PROBLEM DETAILS = In the records below, find the lines that include the string "paged" and report how many there are, nothing else.

Dataset entries =
──────

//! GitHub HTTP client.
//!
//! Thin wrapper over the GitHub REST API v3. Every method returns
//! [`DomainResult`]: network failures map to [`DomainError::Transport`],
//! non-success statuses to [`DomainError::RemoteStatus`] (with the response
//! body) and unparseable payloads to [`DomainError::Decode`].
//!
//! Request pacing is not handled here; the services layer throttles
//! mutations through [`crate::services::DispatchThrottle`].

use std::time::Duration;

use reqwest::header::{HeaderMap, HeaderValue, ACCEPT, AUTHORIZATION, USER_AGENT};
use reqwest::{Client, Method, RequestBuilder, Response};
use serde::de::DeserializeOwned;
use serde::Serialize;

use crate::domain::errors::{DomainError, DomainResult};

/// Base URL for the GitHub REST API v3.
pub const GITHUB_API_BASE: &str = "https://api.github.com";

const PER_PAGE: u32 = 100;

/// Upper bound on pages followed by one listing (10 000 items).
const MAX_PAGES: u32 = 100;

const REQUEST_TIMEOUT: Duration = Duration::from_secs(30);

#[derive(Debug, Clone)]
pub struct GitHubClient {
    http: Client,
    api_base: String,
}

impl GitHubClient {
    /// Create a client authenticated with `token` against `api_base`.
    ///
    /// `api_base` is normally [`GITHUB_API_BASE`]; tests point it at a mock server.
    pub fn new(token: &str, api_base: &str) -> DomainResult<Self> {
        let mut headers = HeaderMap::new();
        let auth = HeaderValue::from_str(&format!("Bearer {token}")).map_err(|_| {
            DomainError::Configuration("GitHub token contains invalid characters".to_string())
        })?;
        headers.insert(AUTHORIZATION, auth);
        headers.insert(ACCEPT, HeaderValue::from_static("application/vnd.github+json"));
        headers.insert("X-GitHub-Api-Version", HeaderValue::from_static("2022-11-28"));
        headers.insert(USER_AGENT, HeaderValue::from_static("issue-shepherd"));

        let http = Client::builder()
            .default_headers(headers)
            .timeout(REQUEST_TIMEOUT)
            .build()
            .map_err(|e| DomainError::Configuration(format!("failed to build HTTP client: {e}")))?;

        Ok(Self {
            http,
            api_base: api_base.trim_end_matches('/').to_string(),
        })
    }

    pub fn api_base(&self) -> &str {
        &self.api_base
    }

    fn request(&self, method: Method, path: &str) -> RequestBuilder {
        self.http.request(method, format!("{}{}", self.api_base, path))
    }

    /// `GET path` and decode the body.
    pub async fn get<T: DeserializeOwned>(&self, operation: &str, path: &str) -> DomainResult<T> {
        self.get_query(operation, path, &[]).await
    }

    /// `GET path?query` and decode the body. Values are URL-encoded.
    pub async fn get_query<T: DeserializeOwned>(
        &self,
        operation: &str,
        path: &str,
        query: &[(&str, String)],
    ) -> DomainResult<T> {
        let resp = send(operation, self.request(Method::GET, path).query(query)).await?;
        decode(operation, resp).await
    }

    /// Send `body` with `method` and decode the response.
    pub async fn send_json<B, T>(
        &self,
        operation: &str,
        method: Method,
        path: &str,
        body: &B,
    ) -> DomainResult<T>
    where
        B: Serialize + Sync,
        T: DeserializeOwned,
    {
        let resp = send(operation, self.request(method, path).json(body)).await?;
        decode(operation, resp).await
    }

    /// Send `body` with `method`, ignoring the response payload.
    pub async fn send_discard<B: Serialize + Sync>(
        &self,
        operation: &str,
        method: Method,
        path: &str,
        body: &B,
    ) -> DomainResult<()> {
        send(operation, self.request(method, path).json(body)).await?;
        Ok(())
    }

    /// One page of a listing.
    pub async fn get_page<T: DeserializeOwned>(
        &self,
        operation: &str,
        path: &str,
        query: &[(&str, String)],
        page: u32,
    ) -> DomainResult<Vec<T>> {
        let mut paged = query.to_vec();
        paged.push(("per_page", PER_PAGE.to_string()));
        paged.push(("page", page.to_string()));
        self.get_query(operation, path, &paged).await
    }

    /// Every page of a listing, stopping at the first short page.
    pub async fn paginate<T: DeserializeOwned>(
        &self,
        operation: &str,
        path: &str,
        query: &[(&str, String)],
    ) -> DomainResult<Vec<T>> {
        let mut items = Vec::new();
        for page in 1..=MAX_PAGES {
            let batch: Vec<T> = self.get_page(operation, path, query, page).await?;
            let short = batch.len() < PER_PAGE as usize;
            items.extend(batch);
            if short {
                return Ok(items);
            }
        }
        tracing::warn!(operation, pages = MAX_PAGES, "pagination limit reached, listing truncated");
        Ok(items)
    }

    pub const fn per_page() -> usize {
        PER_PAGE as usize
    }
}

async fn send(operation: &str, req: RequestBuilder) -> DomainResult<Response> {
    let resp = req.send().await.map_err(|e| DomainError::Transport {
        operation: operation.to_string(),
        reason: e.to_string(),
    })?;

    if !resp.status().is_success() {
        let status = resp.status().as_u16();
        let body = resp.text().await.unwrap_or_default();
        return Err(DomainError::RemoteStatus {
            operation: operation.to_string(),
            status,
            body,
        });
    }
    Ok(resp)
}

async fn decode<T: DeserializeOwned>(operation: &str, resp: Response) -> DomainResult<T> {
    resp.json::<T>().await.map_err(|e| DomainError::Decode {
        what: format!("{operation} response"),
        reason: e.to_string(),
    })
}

──────

SOLUTION TO THIS PROBLEM = 4